Exercise directions —
So that nothing is lost, write out all the lines below exactly.

Data for this task —
>>>>
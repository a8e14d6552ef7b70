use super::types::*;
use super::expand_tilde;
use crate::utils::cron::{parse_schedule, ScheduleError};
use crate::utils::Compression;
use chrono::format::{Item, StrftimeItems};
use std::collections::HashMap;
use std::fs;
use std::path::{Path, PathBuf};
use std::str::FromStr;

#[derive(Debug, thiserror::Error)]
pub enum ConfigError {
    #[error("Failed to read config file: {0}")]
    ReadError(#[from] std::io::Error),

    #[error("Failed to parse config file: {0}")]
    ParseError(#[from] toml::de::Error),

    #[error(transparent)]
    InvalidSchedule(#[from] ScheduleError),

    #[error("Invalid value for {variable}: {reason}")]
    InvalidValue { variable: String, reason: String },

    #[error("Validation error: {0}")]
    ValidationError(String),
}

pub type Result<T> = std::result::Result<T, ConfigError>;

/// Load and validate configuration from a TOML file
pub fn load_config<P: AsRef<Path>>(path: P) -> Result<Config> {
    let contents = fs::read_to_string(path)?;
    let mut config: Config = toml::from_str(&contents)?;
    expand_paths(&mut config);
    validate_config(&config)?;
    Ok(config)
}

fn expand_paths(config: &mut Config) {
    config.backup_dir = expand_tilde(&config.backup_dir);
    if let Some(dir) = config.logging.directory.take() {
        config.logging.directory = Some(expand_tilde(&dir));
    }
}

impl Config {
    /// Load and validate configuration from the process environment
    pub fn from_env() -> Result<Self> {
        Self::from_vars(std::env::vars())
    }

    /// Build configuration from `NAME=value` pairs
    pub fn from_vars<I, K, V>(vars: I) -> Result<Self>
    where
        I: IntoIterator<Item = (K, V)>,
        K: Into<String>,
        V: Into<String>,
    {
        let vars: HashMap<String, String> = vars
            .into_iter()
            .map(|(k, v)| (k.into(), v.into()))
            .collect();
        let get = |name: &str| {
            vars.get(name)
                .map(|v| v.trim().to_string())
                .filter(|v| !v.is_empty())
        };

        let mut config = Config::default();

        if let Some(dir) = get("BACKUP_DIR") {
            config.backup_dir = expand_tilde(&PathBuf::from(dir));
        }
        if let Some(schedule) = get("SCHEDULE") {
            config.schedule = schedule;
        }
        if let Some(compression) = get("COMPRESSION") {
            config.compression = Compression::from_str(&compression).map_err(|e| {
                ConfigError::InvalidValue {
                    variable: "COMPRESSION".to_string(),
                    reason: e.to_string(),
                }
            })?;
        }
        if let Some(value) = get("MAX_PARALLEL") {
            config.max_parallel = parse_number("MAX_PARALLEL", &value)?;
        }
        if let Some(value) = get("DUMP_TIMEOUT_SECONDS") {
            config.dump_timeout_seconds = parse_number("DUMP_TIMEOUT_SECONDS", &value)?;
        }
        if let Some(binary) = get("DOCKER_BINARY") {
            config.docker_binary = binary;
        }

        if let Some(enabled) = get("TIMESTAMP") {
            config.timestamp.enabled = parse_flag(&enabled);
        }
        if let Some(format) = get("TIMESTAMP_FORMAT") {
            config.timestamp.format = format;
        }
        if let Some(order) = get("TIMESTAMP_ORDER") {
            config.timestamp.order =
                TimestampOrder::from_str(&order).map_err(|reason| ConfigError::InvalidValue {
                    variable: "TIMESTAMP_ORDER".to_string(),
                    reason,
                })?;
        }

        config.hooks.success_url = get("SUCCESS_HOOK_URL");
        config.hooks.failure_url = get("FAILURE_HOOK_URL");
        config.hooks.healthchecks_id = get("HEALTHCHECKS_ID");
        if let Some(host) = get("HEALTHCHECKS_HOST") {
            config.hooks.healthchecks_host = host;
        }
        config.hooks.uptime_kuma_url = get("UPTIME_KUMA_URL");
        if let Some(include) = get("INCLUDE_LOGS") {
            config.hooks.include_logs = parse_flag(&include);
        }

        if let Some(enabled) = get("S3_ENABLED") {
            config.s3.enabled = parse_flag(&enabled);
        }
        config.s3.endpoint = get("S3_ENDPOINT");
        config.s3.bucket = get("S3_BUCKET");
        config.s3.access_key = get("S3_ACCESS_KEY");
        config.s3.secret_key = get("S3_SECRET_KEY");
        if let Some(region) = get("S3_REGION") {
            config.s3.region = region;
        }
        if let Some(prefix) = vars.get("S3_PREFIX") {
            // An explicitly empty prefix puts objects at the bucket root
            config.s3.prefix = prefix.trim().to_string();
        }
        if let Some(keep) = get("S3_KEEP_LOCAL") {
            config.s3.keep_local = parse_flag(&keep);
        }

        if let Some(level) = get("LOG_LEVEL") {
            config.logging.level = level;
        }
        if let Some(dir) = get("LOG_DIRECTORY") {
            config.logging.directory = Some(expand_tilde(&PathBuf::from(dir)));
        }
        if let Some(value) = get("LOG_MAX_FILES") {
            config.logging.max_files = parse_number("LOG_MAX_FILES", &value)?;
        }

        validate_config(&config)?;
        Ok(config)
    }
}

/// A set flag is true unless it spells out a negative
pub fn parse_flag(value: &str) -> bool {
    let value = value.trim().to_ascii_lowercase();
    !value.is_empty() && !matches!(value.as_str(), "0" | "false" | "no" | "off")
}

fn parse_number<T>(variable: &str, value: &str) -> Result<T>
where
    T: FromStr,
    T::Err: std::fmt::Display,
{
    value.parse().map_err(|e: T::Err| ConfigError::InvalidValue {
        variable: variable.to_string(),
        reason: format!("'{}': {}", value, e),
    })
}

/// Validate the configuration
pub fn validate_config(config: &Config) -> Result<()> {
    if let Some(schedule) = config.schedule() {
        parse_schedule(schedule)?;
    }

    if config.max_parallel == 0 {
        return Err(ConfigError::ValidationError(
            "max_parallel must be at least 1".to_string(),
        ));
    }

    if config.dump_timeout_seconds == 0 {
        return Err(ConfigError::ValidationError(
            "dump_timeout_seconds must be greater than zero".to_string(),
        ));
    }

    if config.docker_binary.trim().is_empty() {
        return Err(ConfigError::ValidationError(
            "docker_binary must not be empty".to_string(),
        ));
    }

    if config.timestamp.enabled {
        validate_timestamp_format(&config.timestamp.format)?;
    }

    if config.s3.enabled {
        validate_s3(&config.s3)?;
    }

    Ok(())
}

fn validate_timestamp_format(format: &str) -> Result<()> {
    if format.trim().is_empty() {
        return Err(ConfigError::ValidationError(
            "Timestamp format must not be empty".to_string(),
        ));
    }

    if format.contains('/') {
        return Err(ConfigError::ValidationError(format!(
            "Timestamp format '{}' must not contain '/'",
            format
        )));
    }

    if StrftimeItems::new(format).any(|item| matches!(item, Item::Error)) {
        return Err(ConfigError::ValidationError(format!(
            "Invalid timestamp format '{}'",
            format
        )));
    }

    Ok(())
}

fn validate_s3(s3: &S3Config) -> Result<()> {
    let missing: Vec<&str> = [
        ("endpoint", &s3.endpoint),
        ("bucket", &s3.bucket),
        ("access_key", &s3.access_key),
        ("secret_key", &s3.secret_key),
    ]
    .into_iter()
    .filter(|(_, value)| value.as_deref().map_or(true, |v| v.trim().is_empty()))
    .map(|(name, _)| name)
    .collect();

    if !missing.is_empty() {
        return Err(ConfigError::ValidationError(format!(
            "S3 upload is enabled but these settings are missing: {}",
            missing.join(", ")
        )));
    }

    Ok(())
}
<<<<
Written answer —
repository a8e14d6552ef7b70
use super::types::*;
use super::expand_tilde;
use crate::utils::cron::{parse_schedule, ScheduleError};
use crate::utils::Compression;
use chrono::format::{Item, StrftimeItems};
use std::collections::HashMap;
use std::fs;
use std::path::{Path, PathBuf};
use std::str::FromStr;

#[derive(Debug, thiserror::Error)]
pub enum ConfigError {
    #[error("Failed to read config file: {0}")]
    ReadError(#[from] std::io::Error),

    #[error("Failed to parse config file: {0}")]
    ParseError(#[from] toml::de::Error),

    #[error(transparent)]
    InvalidSchedule(#[from] ScheduleError),

    #[error("Invalid value for {variable}: {reason}")]
    InvalidValue { variable: String, reason: String },

    #[error("Validation error: {0}")]
    ValidationError(String),
}

pub type Result<T> = std::result::Result<T, ConfigError>;

/// Load and validate configuration from a TOML file
pub fn load_config<P: AsRef<Path>>(path: P) -> Result<Config> {
    let contents = fs::read_to_string(path)?;
    let mut config: Config = toml::from_str(&contents)?;
    expand_paths(&mut config);
    validate_config(&config)?;
    Ok(config)
}

fn expand_paths(config: &mut Config) {
    config.backup_dir = expand_tilde(&config.backup_dir);
    if let Some(dir) = config.logging.directory.take() {
        config.logging.directory = Some(expand_tilde(&dir));
    }
}

impl Config {
    /// Load and validate configuration from the process environment
    pub fn from_env() -> Result<Self> {
        Self::from_vars(std::env::vars())
    }

    /// Build configuration from `NAME=value` pairs
    pub fn from_vars<I, K, V>(vars: I) -> Result<Self>
    where
        I: IntoIterator<Item = (K, V)>,
        K: Into<String>,
        V: Into<String>,
    {
        let vars: HashMap<String, String> = vars
            .into_iter()
            .map(|(k, v)| (k.into(), v.into()))
            .collect();
        let get = |name: &str| {
            vars.get(name)
                .map(|v| v.trim().to_string())
                .filter(|v| !v.is_empty())
        };

        let mut config = Config::default();

        if let Some(dir) = get("BACKUP_DIR") {
            config.backup_dir = expand_tilde(&PathBuf::from(dir));
        }
        if let Some(schedule) = get("SCHEDULE") {
            config.schedule = schedule;
        }
        if let Some(compression) = get("COMPRESSION") {
            config.compression = Compression::from_str(&compression).map_err(|e| {
                ConfigError::InvalidValue {
                    variable: "COMPRESSION".to_string(),
                    reason: e.to_string(),
                }
            })?;
        }
        if let Some(value) = get("MAX_PARALLEL") {
            config.max_parallel = parse_number("MAX_PARALLEL", &value)?;
        }
        if let Some(value) = get("DUMP_TIMEOUT_SECONDS") {
            config.dump_timeout_seconds = parse_number("DUMP_TIMEOUT_SECONDS", &value)?;
        }
        if let Some(binary) = get("DOCKER_BINARY") {
            config.docker_binary = binary;
        }

        if let Some(enabled) = get("TIMESTAMP") {
            config.timestamp.enabled = parse_flag(&enabled);
        }
        if let Some(format) = get("TIMESTAMP_FORMAT") {
            config.timestamp.format = format;
        }
        if let Some(order) = get("TIMESTAMP_ORDER") {
            config.timestamp.order =
                TimestampOrder::from_str(&order).map_err(|reason| ConfigError::InvalidValue {
                    variable: "TIMESTAMP_ORDER".to_string(),
                    reason,
                })?;
        }

        config.hooks.success_url = get("SUCCESS_HOOK_URL");
        config.hooks.failure_url = get("FAILURE_HOOK_URL");
        config.hooks.healthchecks_id = get("HEALTHCHECKS_ID");
        if let Some(host) = get("HEALTHCHECKS_HOST") {
            config.hooks.healthchecks_host = host;
        }
        config.hooks.uptime_kuma_url = get("UPTIME_KUMA_URL");
        if let Some(include) = get("INCLUDE_LOGS") {
            config.hooks.include_logs = parse_flag(&include);
        }

        if let Some(enabled) = get("S3_ENABLED") {
            config.s3.enabled = parse_flag(&enabled);
        }
        config.s3.endpoint = get("S3_ENDPOINT");
        config.s3.bucket = get("S3_BUCKET");
        config.s3.access_key = get("S3_ACCESS_KEY");
        config.s3.secret_key = get("S3_SECRET_KEY");
        if let Some(region) = get("S3_REGION") {
            config.s3.region = region;
        }
        if let Some(prefix) = vars.get("S3_PREFIX") {
            // An explicitly empty prefix puts objects at the bucket root
            config.s3.prefix = prefix.trim().to_string();
        }
        if let Some(keep) = get("S3_KEEP_LOCAL") {
            config.s3.keep_local = parse_flag(&keep);
        }

        if let Some(level) = get("LOG_LEVEL") {
            config.logging.level = level;
        }
        if let Some(dir) = get("LOG_DIRECTORY") {
            config.logging.directory = Some(expand_tilde(&PathBuf::from(dir)));
        }
        if let Some(value) = get("LOG_MAX_FILES") {
            config.logging.max_files = parse_number("LOG_MAX_FILES", &value)?;
        }

        validate_config(&config)?;
        Ok(config)
    }
}

/// A set flag is true unless it spells out a negative
pub fn parse_flag(value: &str) -> bool {
    let value = value.trim().to_ascii_lowercase();
    !value.is_empty() && !matches!(value.as_str(), "0" | "false" | "no" | "off")
}

fn parse_number<T>(variable: &str, value: &str) -> Result<T>
where
    T: FromStr,
    T::Err: std::fmt::Display,
{
    value.parse().map_err(|e: T::Err| ConfigError::InvalidValue {
        variable: variable.to_string(),
        reason: format!("'{}': {}", value, e),
    })
}

/// Validate the configuration
pub fn validate_config(config: &Config) -> Result<()> {
    if let Some(schedule) = config.schedule() {
        parse_schedule(schedule)?;
    }

    if config.max_parallel == 0 {
        return Err(ConfigError::ValidationError(
            "max_parallel must be at least 1".to_string(),
        ));
    }

    if config.dump_timeout_seconds == 0 {
        return Err(ConfigError::ValidationError(
            "dump_timeout_seconds must be greater than zero".to_string(),
        ));
    }

    if config.docker_binary.trim().is_empty() {
        return Err(ConfigError::ValidationError(
            "docker_binary must not be empty".to_string(),
        ));
    }

    if config.timestamp.enabled {
        validate_timestamp_format(&config.timestamp.format)?;
    }

    if config.s3.enabled {
        validate_s3(&config.s3)?;
    }

    Ok(())
}

fn validate_timestamp_format(format: &str) -> Result<()> {
    if format.trim().is_empty() {
        return Err(ConfigError::ValidationError(
            "Timestamp format must not be empty".to_string(),
        ));
    }

    if format.contains('/') {
        return Err(ConfigError::ValidationError(format!(
            "Timestamp format '{}' must not contain '/'",
            format
        )));
    }

    if StrftimeItems::new(format).any(|item| matches!(item, Item::Error)) {
        return Err(ConfigError::ValidationError(format!(
            "Invalid timestamp format '{}'",
            format
        )));
    }

    Ok(())
}

fn validate_s3(s3: &S3Config) -> Result<()> {
    let missing: Vec<&str> = [
        ("endpoint", &s3.endpoint),
        ("bucket", &s3.bucket),
        ("access_key", &s3.access_key),
        ("secret_key", &s3.secret_key),
    ]
    .into_iter()
    .filter(|(_, value)| value.as_deref().map_or(true, |v| v.trim().is_empty()))
    .map(|(name, _)| name)
    .collect();

    if !missing.is_empty() {
        return Err(ConfigError::ValidationError(format!(
            "S3 upload is enabled but these settings are missing: {}",
            missing.join(", ")
        )));
    }

    Ok(())
}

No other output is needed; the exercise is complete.